Department seating – where should you place each facet of business

Determining who should sit where in your office may seem like a small detail, but it can actually be an incredibly impactful decision. Whether you choose to group people by department, day-to-day tasks or personal preference – the layout of your office can affect the productivity and energy throughout your workplace. Before determining if this is the right fit for your group, consider what type of organization you are. Businesses can be service-based or product-based or a mix of the two. Although each organization will be different in this area, let’s explore some different options when it comes to the facts of the seating chart in your organization.

Department Grouping:
Seating departments together seems like an obvious choice for many organizations and has proven to be a popular way to format your office. Depending on how your department works together, this can help to increase productivity and build team morale. This structure will work best for organizations where each member of the department works on the same type of work, collaborates on projects, and/or must create solutions together. People find it easier to communicate the closer they sit to their team, so by placing them all together, you are encouraging a high level of communication, creative problem solving, and collaboration amongst the group. Organizations that operate on a more project-based level or are not large enough to have entire departments will likely want to stray from this option and explore other seating options. This option will be best for product-based organizations and singular service-based organizations where a singular type of service is sold.
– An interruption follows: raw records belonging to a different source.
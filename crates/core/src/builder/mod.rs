//! The geometry build pass.
//!
//! Builders are called hierarchically: building a module builds its strips,
//! building a tagger builds its modules, and [`build`] assembles the whole
//! enclosure in one deterministic top-to-bottom pass. All bookkeeping
//! (module ids, FEB channels, per-family counts, the solid registry) lives
//! in an explicit [`BuildContext`] threaded through every call.

pub mod enclosure;
pub mod taggers;

use std::fmt;

use serde::Serialize;

use crate::gdml::{Document, MaterialsTable, PhysVol, Position, Rotation, Setup, Volume};
use crate::gdml::Material;
use crate::model::{Family, FebMap, Region};
use crate::params::GeometryParams;
use crate::registry::{SolidKey, SolidRegistry, StripFace};

/// Toggles for standalone output and console diagnostics.
#[derive(Debug, Clone, Copy, Default)]
pub struct BuildOptions {
    /// Emit a self-contained document: materials table, world volume, setup.
    pub test_mode: bool,
    /// Print per-tagger module and FEB id ranges while building.
    pub print_mod_ids: bool,
}

/// A built module: its sequential id (the FEB-map join key) and the name of
/// its outer logical volume.
#[derive(Debug, Clone)]
pub struct ModuleHandle {
    pub id: u32,
    pub volume: String,
}

/// State threaded through the build pass.
///
/// Everything here is append-only: ids and counters advance, the document
/// and FEB map grow, nothing is ever removed or rewritten.
#[derive(Debug)]
pub struct BuildContext {
    pub params: GeometryParams,
    pub opts: BuildOptions,
    pub doc: Document,
    pub solids: SolidRegistry,
    pub feb_map: FebMap,
    pub feb_id: u32,
    next_mod_id: u32,
    beam_id: u32,
    n_minos: u32,
    n_cern: u32,
    n_dc: u32,
}

impl BuildContext {
    pub fn new(params: GeometryParams, opts: BuildOptions) -> Self {
        Self {
            params,
            opts,
            doc: Document::new(),
            solids: SolidRegistry::new(),
            feb_map: FebMap::new(),
            feb_id: 0,
            next_mod_id: 0,
            beam_id: 0,
            n_minos: 0,
            n_cern: 0,
            n_dc: 0,
        }
    }

    /// Total modules built so far; also the id the next module will get.
    pub fn modules_built(&self) -> u32 {
        self.next_mod_id
    }

    pub fn family_count(&self, family: Family) -> u32 {
        match family {
            Family::Minos => self.n_minos,
            Family::Cern => self.n_cern,
            Family::Dc => self.n_dc,
        }
    }

    fn next_mod_id(&mut self, family: Family) -> u32 {
        let id = self.next_mod_id;
        self.next_mod_id += 1;
        match family {
            Family::Minos => self.n_minos += 1,
            Family::Cern => self.n_cern += 1,
            Family::Dc => self.n_dc += 1,
        }
        id
    }

    pub(crate) fn next_beam_id(&mut self) -> u32 {
        self.beam_id += 1;
        self.beam_id
    }

    /// Build one scintillator strip: a shared box solid plus a unique
    /// logical volume whose name encodes family, module number, truncation,
    /// and strip index for downstream traceability.
    fn strip(&mut self, family: Family, modnum: u32, stripnum: usize, cut: Option<f64>) -> String {
        let p = &self.params;
        let face = match family {
            Family::Cern => Some(if stripnum < p.n_strips_cern {
                StripFace::Top
            } else {
                StripFace::Bottom
            }),
            _ => None,
        };
        let (x, y, z) = match family {
            Family::Minos => (
                p.minos_strip_thick,
                p.minos_strip_width,
                cut.unwrap_or(p.minos_strip_length),
            ),
            Family::Cern => (
                p.cern_strip_width,
                match face {
                    Some(StripFace::Top) => p.cern_strip_thick_top,
                    _ => p.cern_strip_thick_bot,
                },
                p.cern_strip_length,
            ),
            Family::Dc => (p.dc_strip_width, p.dc_strip_thick, p.dc_strip_length),
        };
        let cut_tag = cut.map(|l| l.trunc() as u32);

        let mut vname = format!("volAuxDetSensitive_{}_module_{:03}_", family.label(), modnum);
        if let Some(c) = cut_tag {
            vname.push_str(&format!("cut{c}_"));
        }
        match face {
            Some(StripFace::Top) => vname.push_str("top_"),
            Some(StripFace::Bottom) => vname.push_str("bot_"),
            None => {}
        }
        vname.push_str(&format!("strip_{stripnum:02}"));

        let sname = self.solids.get_or_box(
            &mut self.doc,
            SolidKey::Strip { family, cut: cut_tag, face },
            x,
            y,
            z,
        );

        self.doc.add_volume(Volume::new(vname.clone(), Material::Polystyrene, sname));
        vname
    }

    /// Build one module: an aluminum enclosure wrapping an air volume that
    /// holds the strip layer(s) at the family's pitch.
    ///
    /// `region` only affects the volume name. `cut` truncates the strips and
    /// is honored for the MINOS family only; an over-length request is
    /// warned about and used as given.
    pub fn module(&mut self, family: Family, region: Region, cut: Option<f64>) -> ModuleHandle {
        let p = self.params.clone();
        let cut = if family == Family::Minos { cut } else { None };
        if let Some(length) = cut {
            if length > p.minos_strip_length {
                eprintln!(
                    "warning: requested MINOS cut length {length} cm exceeds the nominal {} cm; using it anyway",
                    p.minos_strip_length
                );
            }
        }
        let cut_tag = cut.map(|l| l.trunc() as u32);

        // Outer and wall-thickness-reduced inner envelope per family.
        let (ny, xx, yy, zz, xxsub, yysub, zzsub) = match family {
            Family::Minos => {
                let (zz, zzsub) = match cut {
                    None => (p.minos_mod_length(), p.minos_mod_length() - 2.0 * p.pad_minos),
                    Some(length) => (
                        p.minos_mod_length() - p.minos_strip_length + length,
                        p.minos_mod_length() - 2.0 * p.pad_minos - p.minos_strip_length + length,
                    ),
                };
                (
                    p.n_strips_minos,
                    p.minos_mod_height(),
                    p.minos_mod_width(),
                    zz,
                    p.minos_mod_height() - 2.0 * p.pad_minos,
                    p.minos_mod_width() - 2.0 * p.pad_minos,
                    zzsub,
                )
            }
            Family::Cern => (
                p.n_strips_cern,
                p.cern_mod_width(),
                p.cern_mod_height(),
                p.cern_mod_width(),
                p.cern_mod_width() - 2.0 * p.pad_cern,
                p.cern_mod_height() - 2.0 * p.pad_cern,
                p.cern_mod_width() - 2.0 * p.pad_cern,
            ),
            Family::Dc => (
                p.n_strips_dc,
                p.dc_mod_width(),
                p.dc_mod_height(),
                p.dc_strip_length + 2.0 * p.pad_dc + 2.0 * p.pad_strip,
                p.dc_strip_width * (p.n_strips_dc as f64 + 0.5)
                    + (p.n_strips_dc + 2) as f64 * p.pad_strip,
                // Historical quirk: the DC inner height subtracts the MINOS
                // pad, not the DC pad.
                p.dc_mod_height() - 2.0 * p.pad_minos,
                p.dc_strip_length + 2.0 * p.pad_strip,
            ),
        };

        let modnum = self.next_mod_id(family);

        let mut vname = format!("volAuxDet_{}_module_{:03}_", family.label(), modnum);
        if let Some(c) = cut_tag {
            vname.push_str(&format!("cut{c}_"));
        }
        vname.push_str(region.suffix());

        let sname = self.solids.get_or_box(
            &mut self.doc,
            SolidKey::Module { family, cut: cut_tag, inner: false },
            xx,
            yy,
            zz,
        );
        let snamein = self.solids.get_or_box(
            &mut self.doc,
            SolidKey::Module { family, cut: cut_tag, inner: true },
            xxsub,
            yysub,
            zzsub,
        );

        // First layer (the only one for MINOS), then the second for CERN/DC.
        let mut strips = Vec::with_capacity(ny);
        for stripnum in 0..ny {
            strips.push(self.strip(family, modnum, stripnum, cut));
        }
        let mut strips2 = Vec::new();
        if matches!(family, Family::Cern | Family::Dc) {
            for stripnum in ny..2 * ny {
                strips2.push(self.strip(family, modnum, stripnum, None));
            }
        }

        let vnamein = format!("{vname}_inner");
        let mut inner = Volume::new(vnamein.clone(), Material::Air, snamein);

        for (i, strip_vol) in strips.iter().enumerate() {
            let (dx, dy) = match family {
                Family::Minos => (
                    0.0,
                    (2.0 * i as f64 - ny as f64 + 1.0)
                        * 0.5
                        * (p.minos_strip_width + p.pad_strip),
                ),
                Family::Cern => (
                    (2.0 * i as f64 - ny as f64 + 1.0)
                        * 0.5
                        * (p.cern_strip_width + p.pad_strip),
                    0.5 * (p.cern_strip_thick_bot + p.pad_strip),
                ),
                Family::Dc => (
                    (i as f64 - 0.5 * ny as f64 + 0.25) * (p.dc_strip_width + p.pad_strip),
                    0.5 * (p.dc_strip_thick + p.pad_strip),
                ),
            };
            inner.place(
                PhysVol::new(strip_vol.clone())
                    .at(Position::new(format!("pos{strip_vol}"), dx, dy, 0.0)),
            );
        }

        match family {
            // Second CERN layer runs perpendicular: strips rotated 90 deg
            // about y and pitched along z.
            Family::Cern => {
                for (i, strip_vol) in strips2.iter().enumerate() {
                    let dy = -0.5 * (p.cern_strip_thick_top + p.pad_strip);
                    let dz = (2.0 * i as f64 - ny as f64 + 1.0)
                        * 0.5
                        * (p.cern_strip_width + p.pad_strip);
                    inner.place(
                        PhysVol::new(strip_vol.clone())
                            .at(Position::new(format!("pos{strip_vol}"), 0.0, dy, dz))
                            .rotated(Rotation::new(format!("rot{strip_vol}"), 0.0, 90.0, 0.0)),
                    );
                }
            }
            // Second DC layer is offset by half a strip pitch.
            Family::Dc => {
                for (i, strip_vol) in strips2.iter().enumerate() {
                    let dy = -0.5 * (p.dc_strip_thick + p.pad_strip);
                    let dx = (i as f64 - 0.5 * ny as f64 + 0.75) * (p.dc_strip_width + p.pad_strip);
                    inner.place(
                        PhysVol::new(strip_vol.clone())
                            .at(Position::new(format!("pos{strip_vol}"), dx, dy, 0.0)),
                    );
                }
            }
            Family::Minos => {}
        }

        self.doc.add_volume(inner);

        let mut outer = Volume::new(vname.clone(), Material::Aluminum, sname);
        outer.place(PhysVol::new(vnamein));
        self.doc.add_volume(outer);

        ModuleHandle { id: modnum, volume: vname }
    }
}

/// Per-family module counts and document totals from one build pass.
#[derive(Debug, Clone, Serialize)]
pub struct Summary {
    pub minos_modules: u32,
    pub cern_modules: u32,
    pub dc_modules: u32,
    pub total_modules: u32,
    pub feb_entries: usize,
    pub solids: usize,
    pub volumes: usize,
}

impl fmt::Display for Summary {
    fn fmt(&self, f: &mut fmt::Formatter<'_>) -> fmt::Result {
        writeln!(f, "MINOS modules generated: {}", self.minos_modules)?;
        writeln!(f, "CERN  modules generated: {}", self.cern_modules)?;
        write!(f, "DblCh modules generated: {}", self.dc_modules)
    }
}

/// Result of the single build pass.
#[derive(Debug)]
pub struct Build {
    pub doc: Document,
    pub feb_map: FebMap,
    pub summary: Summary,
}

/// Run the whole geometry-construction pass: all eight taggers, the support
/// beams, and the enclosure shell. In test mode the document additionally
/// carries the materials table and a world volume so it loads standalone.
pub fn build(params: GeometryParams, opts: BuildOptions) -> Build {
    let mut ctx = BuildContext::new(params, opts);

    if opts.test_mode {
        ctx.doc.materials = Some(MaterialsTable::standard());
    }

    let shell = enclosure::detector_enclosure(&mut ctx);

    if opts.test_mode {
        let world_solid =
            ctx.solids.get_or_box(&mut ctx.doc, SolidKey::World, 1500.0, 1500.0, 3000.0);
        let mut world = Volume::new("volWorld", Material::Air, world_solid);
        world.place(
            PhysVol::new(shell.clone()).at(Position::new(format!("pos{shell}"), 0.0, 0.0, 0.0)),
        );
        ctx.doc.add_volume(world);
        ctx.doc.setup = Some(Setup {
            name: "Default".to_string(),
            version: "1.0".to_string(),
            world: "volWorld".to_string(),
        });
    }

    let summary = Summary {
        minos_modules: ctx.n_minos,
        cern_modules: ctx.n_cern,
        dc_modules: ctx.n_dc,
        total_modules: ctx.next_mod_id,
        feb_entries: ctx.feb_map.len(),
        solids: ctx.doc.solids.len(),
        volumes: ctx.doc.volumes.len(),
    };

    Build { doc: ctx.doc, feb_map: ctx.feb_map, summary }
}
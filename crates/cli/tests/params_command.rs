use std::fs;

use predicates::prelude::*;
use tempfile::tempdir;

/// The params command should print the derived envelopes in human mode.
#[test]
fn params_prints_derived_envelopes() {
    assert_cmd::cargo::cargo_bin_cmd!("crtgen")
        .arg("params")
        .assert()
        .success()
        .stdout(predicate::str::contains("Module envelopes (cm):"))
        .stdout(predicate::str::contains("MINOS:"))
        .stdout(predicate::str::contains("shell-WV offset:"));
}

/// `--json` should dump the full parameter set.
#[test]
fn params_json_dumps_full_parameter_set() {
    let output = assert_cmd::cargo::cargo_bin_cmd!("crtgen")
        .arg("params")
        .arg("--json")
        .assert()
        .success()
        .get_output()
        .clone();

    let params: serde_json::Value =
        serde_json::from_slice(&output.stdout).expect("JSON parameter set");
    assert_eq!(params["wv_width"], 1031.8);
    assert_eq!(params["n_strips_minos"], 20);
    assert_eq!(params["minos_cut_north"].as_array().map(Vec::len), Some(6));
}

/// Overrides should be visible in the dumped parameter set.
#[test]
fn params_json_reflects_overrides() {
    let dir = tempdir().expect("tempdir");
    let overrides = dir.path().join("overrides.json");
    fs::write(&overrides, r#"{ "n_top_z": 7, "layer_space": 10.0 }"#).expect("write overrides");

    let output = assert_cmd::cargo::cargo_bin_cmd!("crtgen")
        .arg("params")
        .arg("--params")
        .arg(&overrides)
        .arg("--json")
        .assert()
        .success()
        .get_output()
        .clone();

    let params: serde_json::Value =
        serde_json::from_slice(&output.stdout).expect("JSON parameter set");
    assert_eq!(params["n_top_z"], 7);
    assert_eq!(params["layer_space"], 10.0);
    // Untouched fields keep their as-built defaults.
    assert_eq!(params["n_top_x"], 6);
}

/// A missing parameter file should fail with a readable error.
#[test]
fn params_fails_for_missing_override_file() {
    assert_cmd::cargo::cargo_bin_cmd!("crtgen")
        .arg("params")
        .arg("--params")
        .arg("/no/such/file.json")
        .assert()
        .failure()
        .stderr(predicate::str::contains("Failed to read parameter file"));
}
Day-to-Day Tasks/Projects:
Smaller organizations that operate as a business from project to project will find this approach the best for productivity and organized work. If your organization is service-based in any capacity and the services are not grouped by department, then this option will be an appealing one for your organization. Seating people with their project teams will be helpful for them to keep up to date with tasks, easily communicate, and eliminate the need for constant touch base meetings. If your team operates where each person on the team handles a different piece of the project, then this will also be a helpful seating tactic and eliminate the need for department-based seating.

Start Date Seating:
Grouping people by their start date can be incredibly effective for large organizations with a singular service. This can also be helpful for larger organizations that have organized programs for new hires. This will help the new people in your organization feel welcomed, supported, and part of the bigger picture. This is a great way to streamline training and can help build strong relationships amongst the group.

Personal Preference:
Letting people choose their desks is not as common as you may think in the business world. Sure, we have seen this approach become more popular in education, but professional organizations like to have a strategy behind their choices, including seating. Although not popular, this seating method does have a time and place in the business world. In small organizations or at a smaller level of a mid-sized to large organization, this can be used to give employees freedom within their space. This freedom can help increase creativity, comfort, and ownership within the office environment. Often used by letting someone choose out of predetermined options, this method can be successful for organizations that want to make it work.

At the end of the day, seating will not completely alter the culture of your organization, but it can certainly help shape it. There are many different factors that go into the seating of your organization like personalities and working hours, but you know your people best and how they will work at the highest level.